§ **What you will do**:
Set down every record below exactly as it stands.

##########

//! Parallel distance runner.
//!
//! Three mutually exclusive modes:
//! - **Pairs**: distances for an explicit list of id pairs.
//! - **Sample**: all pairwise distances within a uniform random sample.
//! - **Canopy**: canopy clustering of the whole store (default).
//!
//! Pair work is cut into fixed-size batches. Each batch is computed by one
//! worker into its own buffer and the buffers are handed on in batch order,
//! so output order is reproducible regardless of scheduling. The `*_with`
//! forms stream batches to a sink as they complete.

use rand::seq::index;
use rand::Rng;
use rayon::prelude::*;

use crate::canopy::{CanopyEngine, CanopyParams};
use crate::constants::PAIR_BATCH_SIZE;
use crate::error::{CanopyError, Result};
use crate::input::IdPair;
use crate::oracle::NcdOracle;
use crate::store::RecordStore;
use crate::types::{Canopy, DistanceObservation, RecordId};

/// Which computation to run.
#[derive(Debug, Clone, PartialEq)]
pub enum RunMode {
    /// Distances for each listed pair.
    Pairs(Vec<IdPair>),
    /// All pairwise distances within a sample of this many records.
    Sample(usize),
    /// Canopy clustering with the given thresholds.
    Canopy(CanopyParams),
}

impl RunMode {
    pub fn name(&self) -> &'static str {
        match self {
            RunMode::Pairs(_) => "pairs",
            RunMode::Sample(_) => "sample",
            RunMode::Canopy(_) => "canopy",
        }
    }
}

/// Result of a run.
#[derive(Debug, Clone, PartialEq)]
pub enum RunOutput {
    Distances(Vec<DistanceObservation>),
    Canopies(Vec<Canopy>),
}

/// Dispatch one mode against a loaded store.
pub fn run<R: Rng + ?Sized>(
    mode: RunMode,
    store: &mut RecordStore,
    oracle: &NcdOracle,
    rng: &mut R,
) -> Result<RunOutput> {
    log::info!(
        "Running {} mode over {} records (compression level {})",
        mode.name(),
        store.total_len(),
        oracle.level()
    );
    match mode {
        RunMode::Pairs(pairs) => pair_distances(store, oracle, &pairs).map(RunOutput::Distances),
        RunMode::Sample(k) => sample_distances(store, oracle, k, rng).map(RunOutput::Distances),
        RunMode::Canopy(params) => {
            precompute_lengths(store, oracle)?;
            CanopyEngine::new(params)
                .run(store, oracle, rng)
                .map(RunOutput::Canopies)
        }
    }
}

/// Memoize compressed lengths for every record, in parallel.
pub fn precompute_lengths(store: &RecordStore, oracle: &NcdOracle) -> Result<()> {
    log::info!(
        "Computing compressed lengths for {} records",
        store.total_len()
    );
    store.precompute(oracle)
}

/// Check that every id referenced by `pairs` is loaded.
///
/// Fails on the first missing id, naming its 1-based pair index.
pub fn validate_pairs(store: &RecordStore, pairs: &[IdPair]) -> Result<()> {
    for (i, &(a, b)) in pairs.iter().enumerate() {
        for id in [a, b] {
            if store.get(id).is_none() {
                return Err(CanopyError::unknown_record(
                    id,
                    format!("referenced by pair {} ({},{})", i + 1, a, b),
                ));
            }
        }
    }
    Ok(())
}

/// Distances for an explicit list of pairs, in input order.
///
/// Every id is checked against the store before any work starts; a missing id
/// aborts the run.
pub fn pair_distances(
    store: &RecordStore,
    oracle: &NcdOracle,
    pairs: &[IdPair],
) -> Result<Vec<DistanceObservation>> {
    let mut observations = Vec::with_capacity(pairs.len());
    pair_distances_with(store, oracle, pairs, |batch| {
        observations.extend_from_slice(batch);
        Ok(())
    })?;
    Ok(observations)
}

/// Streaming form of [`pair_distances`]: each finished batch is handed to
/// `sink` in input order. Returns the number of observations emitted.
pub fn pair_distances_with<F>(
    store: &RecordStore,
    oracle: &NcdOracle,
    pairs: &[IdPair],
    sink: F,
) -> Result<usize>
where
    F: FnMut(&[DistanceObservation]) -> Result<()>,
{
    validate_pairs(store, pairs)?;

    for &(a, b) in pairs {
        store.ensure_compressed(a, oracle)?;
        store.ensure_compressed(b, oracle)?;
    }

    stream_batches(store, oracle, pairs.iter().copied(), sink)
}

/// Draw `k` distinct ids uniformly without replacement, in draw order.
///
/// `k` larger than the store is clamped to the store size.
pub fn draw_sample<R: Rng + ?Sized>(store: &RecordStore, k: usize, rng: &mut R) -> Vec<RecordId> {
    let ids = store.pool_ids();
    let k = if k > ids.len() {
        log::warn!(
            "Sample size {} exceeds record count {}, using all records",
            k,
            ids.len()
        );
        ids.len()
    } else {
        k
    };
    index::sample(rng, ids.len(), k)
        .into_iter()
        .map(|i| ids[i])
        .collect()
}

/// All `k*(k-1)/2` distances within a random sample of `k` records.
pub fn sample_distances<R: Rng + ?Sized>(
    store: &RecordStore,
    oracle: &NcdOracle,
    k: usize,
    rng: &mut R,
) -> Result<Vec<DistanceObservation>> {
    let mut observations = Vec::new();
    sample_distances_with(store, oracle, k, rng, |batch| {
        observations.extend_from_slice(batch);
        Ok(())
    })?;
    Ok(observations)
}

/// Streaming form of [`sample_distances`]. Pairs are generated row by row as
/// batches are consumed, never materialised as a whole.
pub fn sample_distances_with<R, F>(
    store: &RecordStore,
    oracle: &NcdOracle,
    k: usize,
    rng: &mut R,
    sink: F,
) -> Result<usize>
where
    R: Rng + ?Sized,
    F: FnMut(&[DistanceObservation]) -> Result<()>,
{
    let sample = draw_sample(store, k, rng);
    log::info!(
        "Drew sample of {} records ({} pairs)",
        sample.len(),
        sample.len() * sample.len().saturating_sub(1) / 2
    );

    sample
        .par_iter()
        .try_for_each(|&id| store.ensure_compressed(id, oracle).map(|_| ()))?;

    stream_batches(store, oracle, sample_pairs(&sample), sink)
}

/// Every `(sample[i], sample[j])` with `i < j`, row by row.
fn sample_pairs(sample: &[RecordId]) -> impl Iterator<Item = IdPair> + '_ {
    sample
        .iter()
        .enumerate()
        .flat_map(move |(i, &a)| sample[i + 1..].iter().map(move |&b| (a, b)))
}

/// Compute pairs in parallel batches of `PAIR_BATCH_SIZE`.
///
/// Pairs are pulled one group (a batch per worker) at a time. Each batch is
/// computed by one worker into its own buffer; once the group is done the
/// buffers go to `sink` in batch order and are dropped.
fn stream_batches<I, F>(
    store: &RecordStore,
    oracle: &NcdOracle,
    mut pairs: I,
    mut sink: F,
) -> Result<usize>
where
    I: Iterator<Item = IdPair>,
    F: FnMut(&[DistanceObservation]) -> Result<()>,
{
    let group_len = PAIR_BATCH_SIZE * rayon::current_num_threads().max(1);
    let mut group: Vec<IdPair> = Vec::with_capacity(group_len);
    let mut emitted = 0;
    let mut batches = 0;

    loop {
        group.clear();
        group.extend(pairs.by_ref().take(group_len));
        if group.is_empty() {
            break;
        }

        let computed: Vec<Vec<DistanceObservation>> = group
            .par_chunks(PAIR_BATCH_SIZE)
            .map(|batch| compute_batch(store, oracle, batch))
            .collect::<Result<Vec<_>>>()?;

        for batch in &computed {
            sink(batch)?;
            emitted += batch.len();
            batches += 1;
        }
    }

    log::debug!("Computed {} distances in {} batches", emitted, batches);
    Ok(emitted)
}

fn compute_batch(
    store: &RecordStore,
    oracle: &NcdOracle,
    batch: &[IdPair],
) -> Result<Vec<DistanceObservation>> {
    batch
        .iter()
        .map(|&(a, b)| -> Result<DistanceObservation> {
            let ra = store.require(a, "distance pair")?;
            let rb = store.require(b, "distance pair")?;
            Ok(DistanceObservation {
                a,
                b,
                distance: oracle.distance(ra, rb)?,
            })
        })
        .collect()
}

##########

§ **Result for this exercise**:
//! Parallel distance runner.
//!
//! Three mutually exclusive modes:
//! - **Pairs**: distances for an explicit list of id pairs.
//! - **Sample**: all pairwise distances within a uniform random sample.
//! - **Canopy**: canopy clustering of the whole store (default).
//!
//! Pair work is cut into fixed-size batches. Each batch is computed by one
//! worker into its own buffer and the buffers are handed on in batch order,
//! so output order is reproducible regardless of scheduling. The `*_with`
//! forms stream batches to a sink as they complete.

use rand::seq::index;
use rand::Rng;
use rayon::prelude::*;

use crate::canopy::{CanopyEngine, CanopyParams};
use crate::constants::PAIR_BATCH_SIZE;
use crate::error::{CanopyError, Result};
use crate::input::IdPair;
use crate::oracle::NcdOracle;
use crate::store::RecordStore;
use crate::types::{Canopy, DistanceObservation, RecordId};

/// Which computation to run.
#[derive(Debug, Clone, PartialEq)]
pub enum RunMode {
    /// Distances for each listed pair.
    Pairs(Vec<IdPair>),
    /// All pairwise distances within a sample of this many records.
    Sample(usize),
    /// Canopy clustering with the given thresholds.
    Canopy(CanopyParams),
}

impl RunMode {
    pub fn name(&self) -> &'static str {
        match self {
            RunMode::Pairs(_) => "pairs",
            RunMode::Sample(_) => "sample",
            RunMode::Canopy(_) => "canopy",
        }
    }
}

/// Result of a run.
#[derive(Debug, Clone, PartialEq)]
pub enum RunOutput {
    Distances(Vec<DistanceObservation>),
    Canopies(Vec<Canopy>),
}

/// Dispatch one mode against a loaded store.
pub fn run<R: Rng + ?Sized>(
    mode: RunMode,
    store: &mut RecordStore,
    oracle: &NcdOracle,
    rng: &mut R,
) -> Result<RunOutput> {
    log::info!(
        "Running {} mode over {} records (compression level {})",
        mode.name(),
        store.total_len(),
        oracle.level()
    );
    match mode {
        RunMode::Pairs(pairs) => pair_distances(store, oracle, &pairs).map(RunOutput::Distances),
        RunMode::Sample(k) => sample_distances(store, oracle, k, rng).map(RunOutput::Distances),
        RunMode::Canopy(params) => {
            precompute_lengths(store, oracle)?;
            CanopyEngine::new(params)
                .run(store, oracle, rng)
                .map(RunOutput::Canopies)
        }
    }
}

/// Memoize compressed lengths for every record, in parallel.
pub fn precompute_lengths(store: &RecordStore, oracle: &NcdOracle) -> Result<()> {
    log::info!(
        "Computing compressed lengths for {} records",
        store.total_len()
    );
    store.precompute(oracle)
}

/// Check that every id referenced by `pairs` is loaded.
///
/// Fails on the first missing id, naming its 1-based pair index.
pub fn validate_pairs(store: &RecordStore, pairs: &[IdPair]) -> Result<()> {
    for (i, &(a, b)) in pairs.iter().enumerate() {
        for id in [a, b] {
            if store.get(id).is_none() {
                return Err(CanopyError::unknown_record(
                    id,
                    format!("referenced by pair {} ({},{})", i + 1, a, b),
                ));
            }
        }
    }
    Ok(())
}

/// Distances for an explicit list of pairs, in input order.
///
/// Every id is checked against the store before any work starts; a missing id
/// aborts the run.
pub fn pair_distances(
    store: &RecordStore,
    oracle: &NcdOracle,
    pairs: &[IdPair],
) -> Result<Vec<DistanceObservation>> {
    let mut observations = Vec::with_capacity(pairs.len());
    pair_distances_with(store, oracle, pairs, |batch| {
        observations.extend_from_slice(batch);
        Ok(())
    })?;
    Ok(observations)
}

/// Streaming form of [`pair_distances`]: each finished batch is handed to
/// `sink` in input order. Returns the number of observations emitted.
pub fn pair_distances_with<F>(
    store: &RecordStore,
    oracle: &NcdOracle,
    pairs: &[IdPair],
    sink: F,
) -> Result<usize>
where
    F: FnMut(&[DistanceObservation]) -> Result<()>,
{
    validate_pairs(store, pairs)?;

    for &(a, b) in pairs {
        store.ensure_compressed(a, oracle)?;
        store.ensure_compressed(b, oracle)?;
    }

    stream_batches(store, oracle, pairs.iter().copied(), sink)
}

/// Draw `k` distinct ids uniformly without replacement, in draw order.
///
/// `k` larger than the store is clamped to the store size.
pub fn draw_sample<R: Rng + ?Sized>(store: &RecordStore, k: usize, rng: &mut R) -> Vec<RecordId> {
    let ids = store.pool_ids();
    let k = if k > ids.len() {
        log::warn!(
            "Sample size {} exceeds record count {}, using all records",
            k,
            ids.len()
        );
        ids.len()
    } else {
        k
    };
    index::sample(rng, ids.len(), k)
        .into_iter()
        .map(|i| ids[i])
        .collect()
}

/// All `k*(k-1)/2` distances within a random sample of `k` records.
pub fn sample_distances<R: Rng + ?Sized>(
    store: &RecordStore,
    oracle: &NcdOracle,
    k: usize,
    rng: &mut R,
) -> Result<Vec<DistanceObservation>> {
    let mut observations = Vec::new();
    sample_distances_with(store, oracle, k, rng, |batch| {
        observations.extend_from_slice(batch);
        Ok(())
    })?;
    Ok(observations)
}

/// Streaming form of [`sample_distances`]. Pairs are generated row by row as
/// batches are consumed, never materialised as a whole.
pub fn sample_distances_with<R, F>(
    store: &RecordStore,
    oracle: &NcdOracle,
    k: usize,
    rng: &mut R,
    sink: F,
) -> Result<usize>
where
    R: Rng + ?Sized,
    F: FnMut(&[DistanceObservation]) -> Result<()>,
{
    let sample = draw_sample(store, k, rng);
    log::info!(
        "Drew sample of {} records ({} pairs)",
        sample.len(),
        sample.len() * sample.len().saturating_sub(1) / 2
    );

    sample
        .par_iter()
        .try_for_each(|&id| store.ensure_compressed(id, oracle).map(|_| ()))?;

    stream_batches(store, oracle, sample_pairs(&sample), sink)
}

/// Every `(sample[i], sample[j])` with `i < j`, row by row.
fn sample_pairs(sample: &[RecordId]) -> impl Iterator<Item = IdPair> + '_ {
    sample
        .iter()
        .enumerate()
        .flat_map(move |(i, &a)| sample[i + 1..].iter().map(move |&b| (a, b)))
}

/// Compute pairs in parallel batches of `PAIR_BATCH_SIZE`.
///
/// Pairs are pulled one group (a batch per worker) at a time. Each batch is
/// computed by one worker into its own buffer; once the group is done the
/// buffers go to `sink` in batch order and are dropped.
fn stream_batches<I, F>(
    store: &RecordStore,
    oracle: &NcdOracle,
    mut pairs: I,
    mut sink: F,
) -> Result<usize>
where
    I: Iterator<Item = IdPair>,
    F: FnMut(&[DistanceObservation]) -> Result<()>,
{
    let group_len = PAIR_BATCH_SIZE * rayon::current_num_threads().max(1);
    let mut group: Vec<IdPair> = Vec::with_capacity(group_len);
    let mut emitted = 0;
    let mut batches = 0;

    loop {
        group.clear();
        group.extend(pairs.by_ref().take(group_len));
        if group.is_empty() {
            break;
        }

        let computed: Vec<Vec<DistanceObservation>> = group
            .par_chunks(PAIR_BATCH_SIZE)
            .map(|batch| compute_batch(store, oracle, batch))
            .collect::<Result<Vec<_>>>()?;

        for batch in &computed {
            sink(batch)?;
            emitted += batch.len();
            batches += 1;
        }
    }

    log::debug!("Computed {} distances in {} batches", emitted, batches);
    Ok(emitted)
}

fn compute_batch(
    store: &RecordStore,
    oracle: &NcdOracle,
    batch: &[IdPair],
) -> Result<Vec<DistanceObservation>> {
    batch
        .iter()
        .map(|&(a, b)| -> Result<DistanceObservation> {
            let ra = store.require(a, "distance pair")?;
            let rb = store.require(b, "distance pair")?;
            Ok(DistanceObservation {
                a,
                b,
                distance: oracle.distance(ra, rb)?,
            })
        })
        .collect()
}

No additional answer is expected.